2009th On April 27, GM announced its end to the Pontiac brand. Often he ran in a GM lineup, the brand's structure was built on hoarded vehicles made from other nameplates of GM. Holtan's song was a powerful rear-wheeled sedan who looked back at the Bonneville and Le Mans models, which are fighting for many other semi-finals in the muscle car. Ironically, this modern publication is also a new vehicle: Australia's Holden Commodore.
While NASCAR went from modified street cars to race-driven vehicles, Australia's V8 Supercars racing kit was close to the warehouse based on racing cars, rolling cages, and less aerodynamic tweaks. As the rally race, the Supercars series Homologation rules require Holden to offer a number of road vehicles to the public. While the World Rally Championship brought us the Mitsubishi Evos and Subaru Impreza STi, the Holden Special Vehicle (HSV) built Clubsport models for this purpose. The end result is a modern rear-wheel drive car made by GM's legendary little V8 block.

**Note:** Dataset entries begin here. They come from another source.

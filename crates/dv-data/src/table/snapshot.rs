//! Structural snapshot of a table: id, own columns and modifier configuration

use serde::{Deserialize, Serialize};

use super::{ColumnCollection, DataTable};
use crate::modifiers::{modifier_from_json, ModifierJson};
use crate::DataError;

/// Serializable form of a [`DataTable`]. The derived table is never stored;
/// it is re-derived from the modifier when the snapshot is loaded.
#[derive(Debug, Clone, PartialEq, Serialize, Deserialize)]
pub struct TableSnapshot {
    pub id: String,
    pub columns: ColumnCollection,
    #[serde(default, skip_serializing_if = "Option::is_none")]
    pub modifier: Option<ModifierJson>,
}

impl DataTable {
    pub fn to_snapshot(&self) -> TableSnapshot {
        TableSnapshot {
            id: self.id.clone(),
            columns: self.columns.clone(),
            modifier: self.modifier.as_ref().map(|modifier| modifier.to_json()),
        }
    }

    /// Rebuild a table from a snapshot. Ragged columns are padded.
    pub fn from_snapshot(snapshot: TableSnapshot) -> Result<Self, DataError> {
        if snapshot.id.is_empty() {
            return Err(DataError::InvalidSnapshot("table id is empty".to_string()));
        }

        let mut table = DataTable::with_id(snapshot.id);
        table.row_count = snapshot.columns.values().map(Vec::len).max().unwrap_or(0);
        table.columns = snapshot.columns;
        table.normalize();

        if let Some(json) = snapshot.modifier {
            let modifier = modifier_from_json(&json)?;
            table.set_modifier(Some(modifier), None);
        }

        Ok(table)
    }

    pub fn to_json(&self) -> Result<String, DataError> {
        Ok(serde_json::to_string(&self.to_snapshot())?)
    }

    pub fn from_json(json: &str) -> Result<Self, DataError> {
        let snapshot: TableSnapshot = serde_json::from_str(json)?;
        Self::from_snapshot(snapshot)
    }
}
//! Columnar data tables and the modifier pipeline for the visualization platform
//!
//! A [`DataTable`] owns its columns and, when a [`DataModifier`] is attached,
//! a derived table (`modified`) that is kept current on every mutation.

pub mod convert;
pub mod events;
pub mod modifiers;
pub mod table;

use arrow::error::ArrowError;
use thiserror::Error;

// Re-exports
pub use events::{ModifierEvent, ModifierEventKind, TableEvent, TableEventKind};
pub use modifiers::{
    modifier_from_json, ChainModifier, DataModifier, GroupModifier, ModifierJson, RangeModifier,
    SortModifier,
};
pub use table::{
    column, compare_cells, row_object, CellValue, Column, ColumnCollection, DataTable, Row,
    RowInput, RowObject, TableSnapshot,
};

/// Errors that can occur in data operations
#[derive(Error, Debug)]
pub enum DataError {
    #[error("Arrow error: {0}")]
    Arrow(ArrowError),

    #[error("JSON error: {0}")]
    Json(#[from] serde_json::Error),

    #[error("Unknown modifier class: {0}")]
    UnknownModifier(String),

    #[error("Invalid table snapshot: {0}")]
    InvalidSnapshot(String),

    #[error("Other error: {0}")]
    Other(String),
}

impl From<ArrowError> for DataError {
    fn from(error: ArrowError) -> Self {
        DataError::Arrow(error)
    }
}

With the aim of returning to the roots of the GM branded power, GM has sold Commodore in the states: first in a coupe form, such as GTO, and later with the four-door G8. The top-of-the-line GXP is powered by an LS3 6.2l V8 that is the same engine as the current Corvette. It produces 415 inches of power and can reach 0-60 in 4.5 seconds, but only one EPA can handle 15 cities / 20 highway mpgs, far from Corvette. The regular G8 was offered with the 2006 Corvette LS2 Australian version, which controlled 15 cities / 24-degree mpg, just slightly below the V6 base.
Gambling was not a success, which could be good for customers. This fairly regular vehicle is a great discount thanks to the dead brand, in the standard family sedan price range. It may not be the end of the Americanized Commodore, as there are rumors that they will be retrieved as Chevrolet, but only as a police car.